* PROBLEM REQUIREMENTS:
The output should be all lines of the entries below in which the word "FlakyStore" occurs.
***** DATASET ENTRIES
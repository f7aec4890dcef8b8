//! The acceptor role: durable per-key promise/acceptance state.
//!
//! Per key the record moves `NoRecord -> Promised(b) -> Accepted(b, v)`, and
//! the promised ballot only ever goes up. Each request is a single
//! load/modify/store under that key's lock; requests for different keys run
//! independently.

use std::sync::Arc;

use dashmap::DashMap;
use tokio::sync::Mutex;
use tracing::{debug, error, warn};

use crate::error::PaxosError;
use crate::storage::RecordStore;
use crate::types::{AcceptReply, AcceptorRecord, BallotNumber, PrepareReply, Value};

pub struct Acceptor<S> {
    name: String,
    store: S,
    locks: DashMap<String, Arc<Mutex<()>>>,
}

impl<S: RecordStore> Acceptor<S> {
    pub fn new(name: impl Into<String>, store: S) -> Self {
        Self {
            name: name.into(),
            store,
            locks: DashMap::new(),
        }
    }

    pub fn name(&self) -> &str {
        &self.name
    }

    pub fn store(&self) -> &S {
        &self.store
    }

    fn key_lock(&self, key: &str) -> Arc<Mutex<()>> {
        // Clone the Arc out so the map shard is not held across an await.
        self.locks.entry(key.to_owned()).or_default().value().clone()
    }

    /// Current record for `key`, if any request ever touched it.
    pub async fn record(&self, key: &str) -> Result<Option<AcceptorRecord>, PaxosError> {
        let lock = self.key_lock(key);
        let _guard = lock.lock().await;
        self.store.load(key).await
    }

    /// Phase 1. Promise `ballot` if it beats every ballot promised so far.
    pub async fn prepare(&self, key: &str, ballot: BallotNumber) -> Result<PrepareReply, PaxosError> {
        let lock = self.key_lock(key);
        let _guard = lock.lock().await;

        let existing = self.load(key).await?;
        let mut record = existing.clone().unwrap_or_default();

        // With no record yet, every generated ballot (> ZERO) wins.
        if existing.is_some() && ballot <= record.promised_ballot {
            warn!(
                acceptor = %self.name,
                key,
                %ballot,
                promised = %record.promised_ballot,
                "rejected prepare"
            );
            return Ok(PrepareReply::Rejected {
                promised_ballot: record.promised_ballot,
            });
        }

        record.promised_ballot = ballot;
        self.persist(key, &record).await?;

        debug!(
            acceptor = %self.name,
            key,
            %ballot,
            accepted = %record.accepted_ballot,
            "promised"
        );
        Ok(PrepareReply::Promise {
            accepted_ballot: record.accepted_ballot,
            accepted_value: record.accepted_value,
        })
    }

    /// Phase 2. Accept `value` under `ballot` unless a higher ballot was promised.
    pub async fn accept(
        &self,
        key: &str,
        ballot: BallotNumber,
        value: Value,
    ) -> Result<AcceptReply, PaxosError> {
        let lock = self.key_lock(key);
        let _guard = lock.lock().await;

        let existing = self.load(key).await?.unwrap_or_default();

        if ballot < existing.promised_ballot {
            warn!(
                acceptor = %self.name,
                key,
                %ballot,
                promised = %existing.promised_ballot,
                "rejected accept"
            );
            return Ok(AcceptReply::Rejected {
                promised_ballot: existing.promised_ballot,
            });
        }

        let record = AcceptorRecord {
            promised_ballot: existing.promised_ballot.max(ballot),
            accepted_ballot: ballot,
            accepted_value: Some(value),
        };
        // A repeated Accept(b, v) leaves the record as it is.
        if record != existing {
            self.persist(key, &record).await?;
        }

        debug!(acceptor = %self.name, key, %ballot, "accepted");
        Ok(AcceptReply::Accepted)
    }

    async fn load(&self, key: &str) -> Result<Option<AcceptorRecord>, PaxosError> {
        self.store.load(key).await.inspect_err(|e| {
            error!(acceptor = %self.name, key, error = %e, "failed to load record");
        })
    }

    async fn persist(&self, key: &str, record: &AcceptorRecord) -> Result<(), PaxosError> {
        self.store.store(key, record).await.inspect_err(|e| {
            error!(acceptor = %self.name, key, error = %e, "failed to persist record");
        })
    }
}

#[cfg(test)]
mod tests {
    use std::sync::atomic::{AtomicBool, Ordering};

    use super::*;
    use crate::storage::MemoryStore;

    fn acceptor() -> Acceptor<MemoryStore> {
        Acceptor::new("a", MemoryStore::new())
    }

    fn b(n: u64) -> BallotNumber {
        BallotNumber::new(n)
    }

    /// Memory store whose writes can be switched to fail.
    #[derive(Default)]
    struct FlakyStore {
        inner: MemoryStore,
        fail_writes: AtomicBool,
    }

    impl RecordStore for FlakyStore {
        async fn load(&self, key: &str) -> Result<Option<AcceptorRecord>, PaxosError> {
            self.inner.load(key).await
        }

        async fn store(&self, key: &str, record: &AcceptorRecord) -> Result<(), PaxosError> {
            if self.fail_writes.load(Ordering::SeqCst) {
                return Err(PaxosError::Storage("disk full".to_string()));
            }
            self.inner.store(key, record).await
        }
    }

    #[tokio::test]
    async fn test_first_prepare_promises_empty() {
        let acceptor = acceptor();
        let reply = acceptor.prepare("k1", b(5)).await.expect("prepare");
        assert_eq!(
            reply,
            PrepareReply::Promise {
                accepted_ballot: BallotNumber::ZERO,
                accepted_value: None,
            }
        );

        let record = acceptor.record("k1").await.expect("record").expect("created");
        assert_eq!(record.promised_ballot, b(5));
        assert!(record.accepted().is_none());
    }

    #[tokio::test]
    async fn test_prepare_rejects_lower_or_equal_ballot() {
        let acceptor = acceptor();
        acceptor.prepare("k1", b(10)).await.expect("prepare");

        for ballot in [b(10), b(3)] {
            let reply = acceptor.prepare("k1", ballot).await.expect("prepare");
            assert_eq!(
                reply,
                PrepareReply::Rejected {
                    promised_ballot: b(10)
                }
            );
        }
    }

    #[tokio::test]
    async fn test_prepare_reports_accepted_value() {
        let acceptor = acceptor();
        acceptor.prepare("k1", b(1)).await.expect("prepare");
        acceptor
            .accept("k1", b(1), Value::from("X"))
            .await
            .expect("accept");

        let reply = acceptor.prepare("k1", b(2)).await.expect("prepare");
        assert_eq!(
            reply,
            PrepareReply::Promise {
                accepted_ballot: b(1),
                accepted_value: Some(Value::from("X")),
            }
        );

        // promise raised, acceptance untouched
        let record = acceptor.record("k1").await.expect("record").expect("exists");
        assert_eq!(record.promised_ballot, b(2));
        assert_eq!(record.accepted_ballot, b(1));
    }

    #[tokio::test]
    async fn test_accept_without_prior_prepare() {
        let acceptor = acceptor();
        let reply = acceptor
            .accept("k1", b(4), Value::from("V"))
            .await
            .expect("accept");
        assert_eq!(reply, AcceptReply::Accepted);

        let record = acceptor.record("k1").await.expect("record").expect("exists");
        assert_eq!(record.promised_ballot, b(4));
        assert_eq!(record.accepted(), Some((b(4), &Value::from("V"))));
    }

    #[tokio::test]
    async fn test_accept_rejects_below_promise() {
        let acceptor = acceptor();
        acceptor.prepare("k1", b(20)).await.expect("prepare");

        let reply = acceptor
            .accept("k1", b(10), Value::from("old"))
            .await
            .expect("accept");
        assert_eq!(
            reply,
            AcceptReply::Rejected {
                promised_ballot: b(20)
            }
        );
        let record = acceptor.record("k1").await.expect("record").expect("exists");
        assert!(record.accepted().is_none());
    }

    #[tokio::test]
    async fn test_accept_at_promised_ballot() {
        let acceptor = acceptor();
        acceptor.prepare("k1", b(7)).await.expect("prepare");
        let reply = acceptor
            .accept("k1", b(7), Value::from("v"))
            .await
            .expect("accept");
        assert_eq!(reply, AcceptReply::Accepted);
    }

    #[tokio::test]
    async fn test_accept_is_idempotent() {
        let acceptor = acceptor();
        acceptor.prepare("k1", b(3)).await.expect("prepare");
        acceptor
            .accept("k1", b(3), Value::from("v"))
            .await
            .expect("accept");
        let before = acceptor.record("k1").await.expect("record");

        let reply = acceptor
            .accept("k1", b(3), Value::from("v"))
            .await
            .expect("accept");
        assert_eq!(reply, AcceptReply::Accepted);
        assert_eq!(acceptor.record("k1").await.expect("record"), before);
    }

    #[tokio::test]
    async fn test_keys_do_not_interfere() {
        let acceptor = acceptor();
        acceptor.prepare("k1", b(100)).await.expect("prepare");

        let reply = acceptor.prepare("k2", b(1)).await.expect("prepare");
        assert!(matches!(reply, PrepareReply::Promise { .. }));
    }

    #[tokio::test]
    async fn test_promised_ballot_never_decreases() {
        let acceptor = acceptor();
        let mut last = BallotNumber::ZERO;
        for n in [5, 3, 9, 9, 1, 12, 4, 30, 2] {
            if n % 2 == 0 {
                acceptor.prepare("k", b(n)).await.expect("prepare");
            } else {
                acceptor
                    .accept("k", b(n), Value::from("v"))
                    .await
                    .expect("accept");
            }
            let promised = acceptor
                .record("k")
                .await
                .expect("record")
                .map(|r| r.promised_ballot)
                .unwrap_or_default();
            assert!(promised >= last);
            last = promised;
        }
        assert_eq!(last, b(30));
    }

    #[tokio::test]
    async fn test_storage_failure_leaves_record_intact() {
        let acceptor = Acceptor::new("a", FlakyStore::default());
        acceptor.prepare("k1", b(1)).await.expect("prepare");
        acceptor
            .accept("k1", b(1), Value::from("X"))
            .await
            .expect("accept");
        let before = acceptor.record("k1").await.expect("record");

        acceptor.store().fail_writes.store(true, Ordering::SeqCst);
        let err = acceptor.prepare("k1", b(2)).await.expect_err("write fails");
        assert!(matches!(err, PaxosError::Storage(_)));
        let err = acceptor
            .accept("k1", b(5), Value::from("Y"))
            .await
            .expect_err("write fails");
        assert!(matches!(err, PaxosError::Storage(_)));

        assert_eq!(acceptor.record("k1").await.expect("record"), before);
    }

    #[tokio::test]
    async fn test_concurrent_prepares_keep_highest_promise() {
        let acceptor = Arc::new(acceptor());
        let mut handles = Vec::new();
        for n in 1..=50 {
            let acceptor = Arc::clone(&acceptor);
            handles.push(tokio::spawn(async move {
                acceptor.prepare("k", b(n)).await.expect("prepare")
            }));
        }
        for handle in handles {
            handle.await.expect("join");
        }

        let record = acceptor.record("k").await.expect("record").expect("exists");
        assert_eq!(record.promised_ballot, b(50));
    }
}
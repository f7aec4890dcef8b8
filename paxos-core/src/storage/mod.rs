//! Persistence of per-key acceptor records.
//!
//! A backend only has to load and replace whole records. The acceptor holds a
//! per-key lock around every load/modify/store sequence, so backends never see
//! two concurrent writers for the same key.

use std::future::Future;

use crate::error::PaxosError;
use crate::types::AcceptorRecord;

pub mod file;
pub mod memory;

pub use file::FileStore;
pub use memory::MemoryStore;

/// Durable key-value storage for [`AcceptorRecord`]s.
pub trait RecordStore: Send + Sync {
    /// Returns `None` when nothing was ever stored for `key`.
    fn load(
        &self,
        key: &str,
    ) -> impl Future<Output = Result<Option<AcceptorRecord>, PaxosError>> + Send;

    /// Replace the record for `key`.
    ///
    /// Must be all-or-nothing: on error the previously stored record is
    /// still the one returned by [`RecordStore::load`].
    fn store(
        &self,
        key: &str,
        record: &AcceptorRecord,
    ) -> impl Future<Output = Result<(), PaxosError>> + Send;
}

impl<S: RecordStore> RecordStore for std::sync::Arc<S> {
    async fn load(&self, key: &str) -> Result<Option<AcceptorRecord>, PaxosError> {
        (**self).load(key).await
    }

    async fn store(&self, key: &str, record: &AcceptorRecord) -> Result<(), PaxosError> {
        (**self).store(key, record).await
    }
}
use tracing_subscriber::{EnvFilter, fmt};

/// Install the global fmt subscriber at `level` (`error`..`trace`, or any
/// `EnvFilter` directive). `RUST_LOG`, when set, wins over `level`.
///
/// Calling it again once a subscriber is installed does nothing.
pub fn init_tracing(level: &str) {
    let filter = EnvFilter::try_from_default_env().unwrap_or_else(|_| EnvFilter::new(level));
    let _ = fmt().with_env_filter(filter).with_target(false).try_init();
}
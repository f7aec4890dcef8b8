//! Protocol types shared by the acceptor, the proposer and the transports.

use std::fmt;

use serde::{Deserialize, Serialize};

/// A totally ordered proposal number. Higher always wins.
///
/// `BallotNumber::ZERO` is never handed out by a [`crate::ballot::BallotGenerator`];
/// in an [`AcceptorRecord`] it means "nothing promised" or "nothing accepted".
#[derive(
    Debug, Clone, Copy, PartialEq, Eq, PartialOrd, Ord, Hash, Default, Serialize, Deserialize,
)]
pub struct BallotNumber(pub u64);

impl BallotNumber {
    pub const ZERO: Self = Self(0);

    pub const fn new(n: u64) -> Self {
        Self(n)
    }

    pub const fn get(self) -> u64 {
        self.0
    }

    pub const fn is_zero(self) -> bool {
        self.0 == 0
    }
}

impl fmt::Display for BallotNumber {
    fn fmt(&self, f: &mut fmt::Formatter<'_>) -> fmt::Result {
        write!(f, "ballot({})", self.0)
    }
}

/// An opaque client payload being agreed upon.
#[derive(Clone, PartialEq, Eq, Hash, Default, Serialize, Deserialize)]
pub struct Value(pub Vec<u8>);

impl Value {
    pub fn as_bytes(&self) -> &[u8] {
        &self.0
    }

    pub fn into_bytes(self) -> Vec<u8> {
        self.0
    }
}

impl From<Vec<u8>> for Value {
    fn from(bytes: Vec<u8>) -> Self {
        Self(bytes)
    }
}

impl From<&[u8]> for Value {
    fn from(bytes: &[u8]) -> Self {
        Self(bytes.to_vec())
    }
}

impl From<&str> for Value {
    fn from(s: &str) -> Self {
        Self(s.as_bytes().to_vec())
    }
}

impl From<String> for Value {
    fn from(s: String) -> Self {
        Self(s.into_bytes())
    }
}

impl fmt::Debug for Value {
    fn fmt(&self, f: &mut fmt::Formatter<'_>) -> fmt::Result {
        write!(f, "Value({:?})", String::from_utf8_lossy(&self.0))
    }
}

impl fmt::Display for Value {
    fn fmt(&self, f: &mut fmt::Formatter<'_>) -> fmt::Result {
        write!(f, "{}", String::from_utf8_lossy(&self.0))
    }
}

/// Per-key acceptor state. The default value is the "no record yet" state.
#[derive(Debug, Clone, PartialEq, Eq, Default, Serialize, Deserialize)]
pub struct AcceptorRecord {
    /// Highest ballot this acceptor has promised not to go below.
    pub promised_ballot: BallotNumber,
    /// Ballot of the last accepted value, `ZERO` if nothing was accepted.
    pub accepted_ballot: BallotNumber,
    pub accepted_value: Option<Value>,
}

impl AcceptorRecord {
    /// The accepted `(ballot, value)` pair, if any Accept ever succeeded.
    pub fn accepted(&self) -> Option<(BallotNumber, &Value)> {
        self.accepted_value
            .as_ref()
            .map(|value| (self.accepted_ballot, value))
    }
}

/// Answer to a Prepare request.
#[derive(Debug, Clone, PartialEq, Eq, Serialize, Deserialize)]
pub enum PrepareReply {
    /// The acceptor promised the ballot and reports what it accepted before, if anything.
    Promise {
        accepted_ballot: BallotNumber,
        accepted_value: Option<Value>,
    },
    /// The acceptor already promised a ballot at least this high.
    Rejected { promised_ballot: BallotNumber },
}

/// Answer to an Accept request.
#[derive(Debug, Clone, PartialEq, Eq, Serialize, Deserialize)]
pub enum AcceptReply {
    Accepted,
    Rejected { promised_ballot: BallotNumber },
}

/// Protocol phase, used when reporting a failed round.
#[derive(Debug, Clone, Copy, PartialEq, Eq, Serialize, Deserialize)]
pub enum Phase {
    Prepare,
    Accept,
}

impl fmt::Display for Phase {
    fn fmt(&self, f: &mut fmt::Formatter<'_>) -> fmt::Result {
        match self {
            Phase::Prepare => write!(f, "prepare"),
            Phase::Accept => write!(f, "accept"),
        }
    }
}

/// Why a round ended without a decision.
#[derive(Debug, Clone, PartialEq, Eq, Serialize, Deserialize)]
pub struct QuorumNotReached {
    pub phase: Phase,
    /// Successful responses collected in `phase`.
    pub got: usize,
    pub needed: usize,
    /// Highest ballot carried by a rejection during the round, if any.
    pub highest_rejection: Option<BallotNumber>,
}

/// Result of a single `Propose` round.
#[derive(Debug, Clone, PartialEq, Eq, Serialize, Deserialize)]
pub enum RoundOutcome {
    /// A majority accepted `value` under `ballot`. The value may differ from
    /// the one the caller proposed.
    Decided { value: Value, ballot: BallotNumber },
    NotDecided(QuorumNotReached),
}

impl RoundOutcome {
    pub fn decided(&self) -> bool {
        matches!(self, RoundOutcome::Decided { .. })
    }

    /// The agreed value, present only when the round decided.
    pub fn value(&self) -> Option<&Value> {
        match self {
            RoundOutcome::Decided { value, .. } => Some(value),
            RoundOutcome::NotDecided(_) => None,
        }
    }

    /// A retrying caller should use a ballot strictly above this one.
    pub fn next_ballot_hint(&self) -> Option<BallotNumber> {
        match self {
            RoundOutcome::Decided { .. } => None,
            RoundOutcome::NotDecided(reason) => reason.highest_rejection,
        }
    }
}
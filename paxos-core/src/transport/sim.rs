//! In-process transport with fault injection.
//!
//! A [`SimClient`] calls an [`Acceptor`] directly, after optionally sleeping a
//! random latency and optionally losing the request or the reply. Losing the
//! reply still applies the request on the acceptor, which is the nastier case
//! for a proposer.

use std::ops::Range;
use std::sync::atomic::{AtomicBool, Ordering};
use std::sync::{Arc, Mutex};
use std::time::Duration;

use rand::Rng;
use tracing::debug;

use crate::acceptor::Acceptor;
use crate::error::PaxosError;
use crate::storage::RecordStore;
use crate::transport::AcceptorClient;
use crate::types::{AcceptReply, BallotNumber, PrepareReply, Value};

#[derive(Debug, Clone, Default)]
struct FaultSettings {
    latency_ms: Option<Range<u64>>,
    request_drop: f64,
    reply_drop: f64,
}

/// Fault knobs of one simulated link. Shared, so a test can flip them while
/// a round is in flight.
#[derive(Debug, Default)]
pub struct SimFaults {
    offline: AtomicBool,
    settings: Mutex<FaultSettings>,
}

impl SimFaults {
    pub fn set_offline(&self, offline: bool) {
        self.offline.store(offline, Ordering::SeqCst);
    }

    pub fn is_offline(&self) -> bool {
        self.offline.load(Ordering::SeqCst)
    }

    /// Sleep a uniformly random number of milliseconds in `range` per call.
    pub fn set_latency_ms(&self, range: Range<u64>) {
        self.with_settings(|s| s.latency_ms = (!range.is_empty()).then_some(range));
    }

    /// Probability that a request never reaches the acceptor.
    pub fn set_request_drop(&self, probability: f64) {
        self.with_settings(|s| s.request_drop = sanitize_probability(probability));
    }

    /// Probability that the acceptor handles the request but the reply is lost.
    pub fn set_reply_drop(&self, probability: f64) {
        self.with_settings(|s| s.reply_drop = sanitize_probability(probability));
    }

    fn with_settings(&self, f: impl FnOnce(&mut FaultSettings)) {
        if let Ok(mut settings) = self.settings.lock() {
            f(&mut settings);
        }
    }

    fn snapshot(&self) -> FaultSettings {
        self.settings
            .lock()
            .map(|s| s.clone())
            .unwrap_or_default()
    }
}

/// Clamp into `[0, 1]`; NaN means "never".
fn sanitize_probability(probability: f64) -> f64 {
    if probability.is_nan() {
        0.0
    } else {
        probability.clamp(0.0, 1.0)
    }
}

enum Fate {
    Delivered,
    RequestLost,
    ReplyLost,
}

pub struct SimClient<S> {
    acceptor: Arc<Acceptor<S>>,
    faults: Arc<SimFaults>,
}

impl<S: RecordStore> SimClient<S> {
    pub fn new(acceptor: Arc<Acceptor<S>>) -> Self {
        Self {
            acceptor,
            faults: Arc::new(SimFaults::default()),
        }
    }

    pub fn acceptor(&self) -> &Arc<Acceptor<S>> {
        &self.acceptor
    }

    pub fn faults(&self) -> &Arc<SimFaults> {
        &self.faults
    }

    /// Apply latency and decide what happens to this call.
    async fn transmit(&self) -> Result<Fate, PaxosError> {
        if self.faults.is_offline() {
            return Err(PaxosError::unreachable(self.name(), "node offline"));
        }

        let settings = self.faults.snapshot();
        let (delay, request_lost, reply_lost) = {
            let mut rng = rand::rng();
            let delay = settings
                .latency_ms
                .map(|range| rng.random_range(range))
                .unwrap_or(0);
            (
                delay,
                rng.random_bool(settings.request_drop),
                rng.random_bool(settings.reply_drop),
            )
        };

        if delay > 0 {
            tokio::time::sleep(Duration::from_millis(delay)).await;
        }
        // the node may have gone down while the message was in flight
        if self.faults.is_offline() {
            return Err(PaxosError::unreachable(self.name(), "node offline"));
        }

        Ok(if request_lost {
            Fate::RequestLost
        } else if reply_lost {
            Fate::ReplyLost
        } else {
            Fate::Delivered
        })
    }

    fn lost(&self, what: &str) -> PaxosError {
        debug!(acceptor = %self.name(), "simulated loss of {}", what);
        PaxosError::unreachable(self.name(), format!("{} lost", what))
    }
}

impl<S: RecordStore> AcceptorClient for SimClient<S> {
    fn name(&self) -> &str {
        self.acceptor.name()
    }

    async fn prepare(&self, key: &str, ballot: BallotNumber) -> Result<PrepareReply, PaxosError> {
        match self.transmit().await? {
            Fate::RequestLost => Err(self.lost("request")),
            Fate::ReplyLost => {
                self.acceptor.prepare(key, ballot).await?;
                Err(self.lost("reply"))
            }
            Fate::Delivered => self.acceptor.prepare(key, ballot).await,
        }
    }

    async fn accept(
        &self,
        key: &str,
        ballot: BallotNumber,
        value: Value,
    ) -> Result<AcceptReply, PaxosError> {
        match self.transmit().await? {
            Fate::RequestLost => Err(self.lost("request")),
            Fate::ReplyLost => {
                self.acceptor.accept(key, ballot, value).await?;
                Err(self.lost("reply"))
            }
            Fate::Delivered => self.acceptor.accept(key, ballot, value).await,
        }
    }
}
use std::path::PathBuf;
use std::sync::Arc;
use std::time::Duration;

use anyhow::{Context, bail};
use clap::{Parser, Subcommand};
use rand::Rng;
use tokio::net::TcpListener;
use tracing::{info, warn};

use paxos_core::config::{Config, DEFAULT_LOG_LEVEL, parse_acceptor_list};
use paxos_core::logging::init_tracing;
use paxos_core::storage::{FileStore, MemoryStore, RecordStore};
use paxos_core::transport::{TcpClient, tcp};
use paxos_core::{Acceptor, Proposer, ProposerConfig, RoundOutcome};

#[derive(Parser)]
#[clap(name = "paxos-node", about = "Single-decree Paxos acceptor and proposer")]
struct Args {
    #[clap(subcommand)]
    command: Command,
}

#[derive(Subcommand)]
enum Command {
    /// Serve an acceptor over TCP
    Acceptor {
        /// address to listen on
        #[clap(long, default_value = "127.0.0.1:7001")]
        listen: String,

        /// keep records in this directory; in memory when omitted
        #[clap(long)]
        data_dir: Option<PathBuf>,

        #[clap(long, default_value = DEFAULT_LOG_LEVEL)]
        log_level: String,
    },
    /// Run one Paxos round for a key
    Propose {
        #[clap(long)]
        key: String,

        #[clap(long)]
        value: String,

        /// comma-separated acceptor addresses
        #[clap(long, conflicts_with = "config")]
        acceptors: Option<String>,

        /// path to a YAML config file
        #[clap(long)]
        config: Option<PathBuf>,

        /// overrides the config file
        #[clap(long)]
        proposer_id: Option<u16>,

        /// per-call timeout, overrides the config file
        #[clap(long)]
        timeout_ms: Option<u64>,

        /// extra rounds to run while the value is not decided
        #[clap(long, default_value_t = 0)]
        retries: u32,

        /// print the outcome as JSON
        #[clap(long)]
        json: bool,
    },
}

#[tokio::main]
async fn main() -> anyhow::Result<()> {
    let args = Args::parse();

    match args.command {
        Command::Acceptor {
            listen,
            data_dir,
            log_level,
        } => {
            init_tracing(&log_level);
            match data_dir {
                Some(dir) => {
                    let store = FileStore::open(&dir)
                        .await
                        .with_context(|| format!("opening {}", dir.display()))?;
                    run_acceptor(&listen, store).await
                }
                None => run_acceptor(&listen, MemoryStore::new()).await,
            }
        }
        Command::Propose {
            key,
            value,
            acceptors,
            config,
            proposer_id,
            timeout_ms,
            retries,
            json,
        } => {
            let mut cfg = match (acceptors, config) {
                (Some(list), None) => Config {
                    proposer_id: 0,
                    rpc_timeout: ProposerConfig::default().rpc_timeout,
                    log_level: DEFAULT_LOG_LEVEL.to_string(),
                    acceptors: parse_acceptor_list(&list)?,
                },
                (None, Some(path)) => Config::load(&path)?,
                _ => bail!("either --acceptors or --config is required"),
            };
            if let Some(id) = proposer_id {
                cfg.proposer_id = id;
            }
            if let Some(ms) = timeout_ms {
                cfg.rpc_timeout = Duration::from_millis(ms);
            }
            init_tracing(&cfg.log_level);

            let outcome = run_proposer(&cfg, &key, &value, retries).await;
            if json {
                let report = serde_json::json!({
                    "key": key,
                    "decided": outcome.decided(),
                    "value": outcome.value().map(|v| v.to_string()),
                    "outcome": outcome,
                });
                println!("{}", serde_json::to_string_pretty(&report)?);
            } else {
                match &outcome {
                    RoundOutcome::Decided { value, ballot } => {
                        println!("decided {} = {} ({})", key, value, ballot)
                    }
                    RoundOutcome::NotDecided(reason) => println!(
                        "not decided: {} phase got {} of {} needed",
                        reason.phase, reason.got, reason.needed
                    ),
                }
            }
            if !outcome.decided() {
                std::process::exit(2);
            }
            Ok(())
        }
    }
}

async fn run_acceptor<S: RecordStore + 'static>(listen: &str, store: S) -> anyhow::Result<()> {
    let listener = TcpListener::bind(listen)
        .await
        .with_context(|| format!("binding {}", listen))?;
    let acceptor = Arc::new(Acceptor::new(listen, store));

    tokio::select! {
        _ = tcp::serve(listener, acceptor) => {}
        _ = tokio::signal::ctrl_c() => info!("shutting down"),
    }
    Ok(())
}

/// Runs up to `1 + retries` rounds. Each retry uses a fresh ballot, which the
/// proposer has already raised above any rejection it saw.
async fn run_proposer(cfg: &Config, key: &str, value: &str, retries: u32) -> RoundOutcome {
    let clients = cfg.acceptors.iter().map(TcpClient::new).collect();
    let proposer = Proposer::new(cfg.proposer_config(), clients);

    let mut attempt = 0;
    loop {
        let outcome = proposer.propose(key, value).await;
        if outcome.decided() || attempt >= retries {
            return outcome;
        }
        attempt += 1;

        // random pause so competing proposers stop colliding
        let pause = rand::rng().random_range(10..100);
        warn!(attempt, pause_ms = pause, "round not decided, retrying");
        tokio::time::sleep(Duration::from_millis(pause)).await;
    }
}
**********
* ANSWER SECTION:
    struct FlakyStore {
    impl RecordStore for FlakyStore {
        let acceptor = Acceptor::new("a", FlakyStore::default());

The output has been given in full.